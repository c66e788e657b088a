//! Image references and on-demand pulls.
//!
//! Images are only ever pulled lazily: when a create call reports that the
//! image is missing, or when a caller asks for it explicitly. An untagged
//! reference is pulled as `:latest`, and credentials are looked up by the
//! registry index the repository resolves to.

use std::fmt;

use metrics::counter;
use tracing::{error, info};

use stevedore_core::metrics as m;

use crate::auth::CredentialStore;
use crate::docker::RuntimeClient;
use crate::error::ComposeError;

/// Tag substituted when a reference carries neither tag nor digest.
pub const DEFAULT_TAG: &str = "latest";

/// Index name of the public Docker Hub registry.
pub const DEFAULT_REGISTRY: &str = "docker.io";

/// Server address Docker clients use as the credential key for Docker Hub.
pub const DEFAULT_INDEX_SERVER: &str = "https://index.docker.io/v1/";

/// A parsed `[registry/]repository[:tag][@digest]` reference.
#[derive(Debug, Clone, PartialEq, Eq)]
pub struct ImageReference {
    registry: Option<String>,
    repository: String,
    tag: Option<String>,
    digest: Option<String>,
}

impl ImageReference {
    /// Parses an image reference.
    ///
    /// The leading path component is treated as a registry host when it
    /// contains a `.` or `:` or is `localhost`, which matches how the Docker
    /// CLI splits references.
    ///
    /// # Errors
    ///
    /// Returns `ComposeError::InvalidReference` for empty references, empty
    /// tags or digests, and references containing whitespace.
    pub fn parse(reference: &str) -> Result<Self, ComposeError> {
        let invalid = |reason: &str| ComposeError::InvalidReference {
            reference: reference.to_owned(),
            reason: reason.to_owned(),
        };

        let trimmed = reference.trim();
        if trimmed.is_empty() {
            return Err(invalid("reference is empty"));
        }
        if trimmed.chars().any(char::is_whitespace) {
            return Err(invalid("reference contains whitespace"));
        }

        let (name, digest) = match trimmed.split_once('@') {
            Some((_, "")) => return Err(invalid("digest is empty")),
            Some((name, digest)) => (name, Some(digest.to_owned())),
            None => (trimmed, None),
        };

        // A ':' after the last '/' separates the tag; earlier ones belong to a registry port.
        let last_slash = name.rfind('/').map_or(0, |i| i + 1);
        let (remote, tag) = match name[last_slash..].rfind(':') {
            Some(i) => {
                let split = last_slash + i;
                let tag = &name[split + 1..];
                if tag.is_empty() {
                    return Err(invalid("tag is empty"));
                }
                (&name[..split], Some(tag.to_owned()))
            }
            None => (name, None),
        };

        let (registry, repository) = match remote.split_once('/') {
            Some((first, rest)) if is_registry_host(first) => (Some(first.to_owned()), rest),
            _ => (None, remote),
        };

        if repository.is_empty() || repository.split('/').any(str::is_empty) {
            return Err(invalid("repository is empty"));
        }

        Ok(Self {
            registry,
            repository: repository.to_owned(),
            tag,
            digest,
        })
    }

    /// Returns the reference with [`DEFAULT_TAG`] filled in when it has no tag and no digest.
    pub fn with_default_tag(mut self) -> Self {
        if self.tag.is_none() && self.digest.is_none() {
            self.tag = Some(DEFAULT_TAG.to_owned());
        }
        self
    }

    /// The tagless remote name, including the registry host when present.
    pub fn name(&self) -> String {
        match &self.registry {
            Some(registry) => format!("{registry}/{}", self.repository),
            None => self.repository.clone(),
        }
    }

    /// Repository path without the registry host.
    pub fn repository(&self) -> &str {
        &self.repository
    }

    /// Explicit registry host, if any.
    pub fn registry(&self) -> Option<&str> {
        self.registry.as_deref()
    }

    pub fn tag(&self) -> Option<&str> {
        self.tag.as_deref()
    }

    pub fn digest(&self) -> Option<&str> {
        self.digest.as_deref()
    }

    /// Registry index the repository belongs to (`docker.io` when no host is given).
    pub fn index_name(&self) -> &str {
        self.registry.as_deref().unwrap_or(DEFAULT_REGISTRY)
    }

    /// Whether the repository lives on the default public index.
    pub fn is_default_index(&self) -> bool {
        matches!(
            self.index_name(),
            DEFAULT_REGISTRY | "index.docker.io" | "registry-1.docker.io"
        )
    }

    /// Server address to send along with credentials.
    pub fn index_server(&self) -> String {
        if self.is_default_index() {
            DEFAULT_INDEX_SERVER.to_owned()
        } else {
            self.index_name().to_owned()
        }
    }
}

impl fmt::Display for ImageReference {
    fn fmt(&self, f: &mut fmt::Formatter<'_>) -> fmt::Result {
        f.write_str(&self.name())?;
        if let Some(tag) = &self.tag {
            write!(f, ":{tag}")?;
        }
        if let Some(digest) = &self.digest {
            write!(f, "@{digest}")?;
        }
        Ok(())
    }
}

fn is_registry_host(component: &str) -> bool {
    component.contains('.') || component.contains(':') || component == "localhost"
}

/// Pulls `image` through `client`, attaching a credential when one matches its index.
///
/// There is no retry loop: failures are logged and returned as
/// `ComposeError::ImagePull`.
pub async fn pull<C: RuntimeClient>(
    client: &C,
    credentials: &CredentialStore,
    image: &str,
) -> Result<(), ComposeError> {
    let reference = ImageReference::parse(image)?.with_default_tag();
    let credential = credentials.resolve(&reference);

    info!(
        image = %reference,
        registry = reference.index_name(),
        authenticated = credential.is_some(),
        "pulling image"
    );

    match client.pull_image(&reference, credential).await {
        Ok(()) => {
            counter!(m::IMAGE_PULLS_TOTAL, m::LABEL_RESULT => "success").increment(1);
            info!(image = %reference, "image pulled");
            Ok(())
        }
        Err(e) => {
            counter!(m::IMAGE_PULLS_TOTAL, m::LABEL_RESULT => "failure").increment(1);
            error!(image = %reference, error = %e, "failed to pull image");
            Err(ComposeError::ImagePull {
                image: reference.to_string(),
                reason: e.to_string(),
            })
        }
    }
}
//! Container runtime abstraction for testability.
//!
//! The [`RuntimeClient`] trait is everything the lifecycle code needs from a
//! container backend. Production code uses [`BollardRuntimeClient`], which
//! talks to the Docker Engine API; tests use `MockRuntimeClient`.
//!
//! # Architecture
//!
//! ```text
//! ┌─────────────────┐   ┌────────────────────┐
//! │ ContainerHandle │   │ DependencyResolver │
//! └────────┬────────┘   └─────────┬──────────┘
//!          │                      │
//!          ▼                      ▼
//!        ┌──────────────────────────┐
//!        │   RuntimeClient (trait)  │
//!        └──────────────────────────┘
//!             │               │
//!             ▼               ▼
//!        ┌─────────┐     ┌──────┐
//!        │ Bollard │     │ Mock │
//!        └────┬────┘     └──────┘
//!             │
//!             ▼
//!       Docker Daemon
//! ```
//!
//! # Log Streams
//!
//! [`RuntimeClient::stream_logs`] yields raw bytes in the Docker wire format:
//! plain text for TTY containers, 8-byte framed stdout/stderr records
//! otherwise. Splitting them is the job of [`crate::logs`].

use std::collections::{BTreeMap, HashMap};
use std::future::Future;
use std::pin::Pin;
use std::sync::Arc;
use std::time::Duration;

use bytes::Bytes;
use futures::{Stream, StreamExt};
use tracing::debug;

use stevedore_core::types::{HostConfigPatch, NamespaceMode};

use crate::auth::RegistryCredential;
use crate::error::ComposeError;
use crate::image::ImageReference;
use crate::logs::{StdStream, encode_frame};

/// Byte stream returned by [`RuntimeClient::stream_logs`].
pub type LogStream = Pin<Box<dyn Stream<Item = Result<Bytes, ComposeError>> + Send>>;

/// Container as returned by a by-name or by-label lookup.
#[derive(Debug, Clone, PartialEq, Eq)]
pub struct ContainerSummary {
    pub id: String,
    /// Name without the leading `/` the Docker API adds.
    pub name: String,
    pub labels: BTreeMap<String, String>,
}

==================================================

*WHAT TO WORK ON*
Return every entry above with nothing altered.

*RESULT BELOW*
repository c66e788e657b088a
//! Image references and on-demand pulls.
//!
//! Images are only ever pulled lazily: when a create call reports that the
//! image is missing, or when a caller asks for it explicitly. An untagged
//! reference is pulled as `:latest`, and credentials are looked up by the
//! registry index the repository resolves to.

use std::fmt;

use metrics::counter;
use tracing::{error, info};

use stevedore_core::metrics as m;

use crate::auth::CredentialStore;
use crate::docker::RuntimeClient;
use crate::error::ComposeError;

/// Tag substituted when a reference carries neither tag nor digest.
pub const DEFAULT_TAG: &str = "latest";

/// Index name of the public Docker Hub registry.
pub const DEFAULT_REGISTRY: &str = "docker.io";

/// Server address Docker clients use as the credential key for Docker Hub.
pub const DEFAULT_INDEX_SERVER: &str = "https://index.docker.io/v1/";

/// A parsed `[registry/]repository[:tag][@digest]` reference.
#[derive(Debug, Clone, PartialEq, Eq)]
pub struct ImageReference {
    registry: Option<String>,
    repository: String,
    tag: Option<String>,
    digest: Option<String>,
}

impl ImageReference {
    /// Parses an image reference.
    ///
    /// The leading path component is treated as a registry host when it
    /// contains a `.` or `:` or is `localhost`, which matches how the Docker
    /// CLI splits references.
    ///
    /// # Errors
    ///
    /// Returns `ComposeError::InvalidReference` for empty references, empty
    /// tags or digests, and references containing whitespace.
    pub fn parse(reference: &str) -> Result<Self, ComposeError> {
        let invalid = |reason: &str| ComposeError::InvalidReference {
            reference: reference.to_owned(),
            reason: reason.to_owned(),
        };

        let trimmed = reference.trim();
        if trimmed.is_empty() {
            return Err(invalid("reference is empty"));
        }
        if trimmed.chars().any(char::is_whitespace) {
            return Err(invalid("reference contains whitespace"));
        }

        let (name, digest) = match trimmed.split_once('@') {
            Some((_, "")) => return Err(invalid("digest is empty")),
            Some((name, digest)) => (name, Some(digest.to_owned())),
            None => (trimmed, None),
        };

        // A ':' after the last '/' separates the tag; earlier ones belong to a registry port.
        let last_slash = name.rfind('/').map_or(0, |i| i + 1);
        let (remote, tag) = match name[last_slash..].rfind(':') {
            Some(i) => {
                let split = last_slash + i;
                let tag = &name[split + 1..];
                if tag.is_empty() {
                    return Err(invalid("tag is empty"));
                }
                (&name[..split], Some(tag.to_owned()))
            }
            None => (name, None),
        };

        let (registry, repository) = match remote.split_once('/') {
            Some((first, rest)) if is_registry_host(first) => (Some(first.to_owned()), rest),
            _ => (None, remote),
        };

        if repository.is_empty() || repository.split('/').any(str::is_empty) {
            return Err(invalid("repository is empty"));
        }

        Ok(Self {
            registry,
            repository: repository.to_owned(),
            tag,
            digest,
        })
    }

    /// Returns the reference with [`DEFAULT_TAG`] filled in when it has no tag and no digest.
    pub fn with_default_tag(mut self) -> Self {
        if self.tag.is_none() && self.digest.is_none() {
            self.tag = Some(DEFAULT_TAG.to_owned());
        }
        self
    }

    /// The tagless remote name, including the registry host when present.
    pub fn name(&self) -> String {
        match &self.registry {
            Some(registry) => format!("{registry}/{}", self.repository),
            None => self.repository.clone(),
        }
    }

    /// Repository path without the registry host.
    pub fn repository(&self) -> &str {
        &self.repository
    }

    /// Explicit registry host, if any.
    pub fn registry(&self) -> Option<&str> {
        self.registry.as_deref()
    }

    pub fn tag(&self) -> Option<&str> {
        self.tag.as_deref()
    }

    pub fn digest(&self) -> Option<&str> {
        self.digest.as_deref()
    }

    /// Registry index the repository belongs to (`docker.io` when no host is given).
    pub fn index_name(&self) -> &str {
        self.registry.as_deref().unwrap_or(DEFAULT_REGISTRY)
    }

    /// Whether the repository lives on the default public index.
    pub fn is_default_index(&self) -> bool {
        matches!(
            self.index_name(),
            DEFAULT_REGISTRY | "index.docker.io" | "registry-1.docker.io"
        )
    }

    /// Server address to send along with credentials.
    pub fn index_server(&self) -> String {
        if self.is_default_index() {
            DEFAULT_INDEX_SERVER.to_owned()
        } else {
            self.index_name().to_owned()
        }
    }
}

impl fmt::Display for ImageReference {
    fn fmt(&self, f: &mut fmt::Formatter<'_>) -> fmt::Result {
        f.write_str(&self.name())?;
        if let Some(tag) = &self.tag {
            write!(f, ":{tag}")?;
        }
        if let Some(digest) = &self.digest {
            write!(f, "@{digest}")?;
        }
        Ok(())
    }
}

fn is_registry_host(component: &str) -> bool {
    component.contains('.') || component.contains(':') || component == "localhost"
}

/// Pulls `image` through `client`, attaching a credential when one matches its index.
///
/// There is no retry loop: failures are logged and returned as
/// `ComposeError::ImagePull`.
pub async fn pull<C: RuntimeClient>(
    client: &C,
    credentials: &CredentialStore,
    image: &str,
) -> Result<(), ComposeError> {
    let reference = ImageReference::parse(image)?.with_default_tag();
    let credential = credentials.resolve(&reference);

    info!(
        image = %reference,
        registry = reference.index_name(),
        authenticated = credential.is_some(),
        "pulling image"
    );

    match client.pull_image(&reference, credential).await {
        Ok(()) => {
            counter!(m::IMAGE_PULLS_TOTAL, m::LABEL_RESULT => "success").increment(1);
            info!(image = %reference, "image pulled");
            Ok(())
        }
        Err(e) => {
            counter!(m::IMAGE_PULLS_TOTAL, m::LABEL_RESULT => "failure").increment(1);
            error!(image = %reference, error = %e, "failed to pull image");
            Err(ComposeError::ImagePull {
                image: reference.to_string(),
                reason: e.to_string(),
            })
        }
    }
}
//! Container runtime abstraction for testability.
//!
//! The [`RuntimeClient`] trait is everything the lifecycle code needs from a
//! container backend. Production code uses [`BollardRuntimeClient`], which
//! talks to the Docker Engine API; tests use `MockRuntimeClient`.
//!
//! # Architecture
//!
//! ```text
//! ┌─────────────────┐   ┌────────────────────┐
//! │ ContainerHandle │   │ DependencyResolver │
//! └────────┬────────┘   └─────────┬──────────┘
//!          │                      │
//!          ▼                      ▼
//!        ┌──────────────────────────┐
//!        │   RuntimeClient (trait)  │
//!        └──────────────────────────┘
//!             │               │
//!             ▼               ▼
//!        ┌─────────┐     ┌──────┐
//!        │ Bollard │     │ Mock │
//!        └────┬────┘     └──────┘
//!             │
//!             ▼
//!       Docker Daemon
//! ```
//!
//! # Log Streams
//!
//! [`RuntimeClient::stream_logs`] yields raw bytes in the Docker wire format:
//! plain text for TTY containers, 8-byte framed stdout/stderr records
//! otherwise. Splitting them is the job of [`crate::logs`].

use std::collections::{BTreeMap, HashMap};
use std::future::Future;
use std::pin::Pin;
use std::sync::Arc;
use std::time::Duration;

use bytes::Bytes;
use futures::{Stream, StreamExt};
use tracing::debug;

use stevedore_core::types::{HostConfigPatch, NamespaceMode};

use crate::auth::RegistryCredential;
use crate::error::ComposeError;
use crate::image::ImageReference;
use crate::logs::{StdStream, encode_frame};

/// Byte stream returned by [`RuntimeClient::stream_logs`].
pub type LogStream = Pin<Box<dyn Stream<Item = Result<Bytes, ComposeError>> + Send>>;

/// Container as returned by a by-name or by-label lookup.
#[derive(Debug, Clone, PartialEq, Eq)]
pub struct ContainerSummary {
    pub id: String,
    /// Name without the leading `/` the Docker API adds.
    pub name: String,
    pub labels: BTreeMap<String, String>,
}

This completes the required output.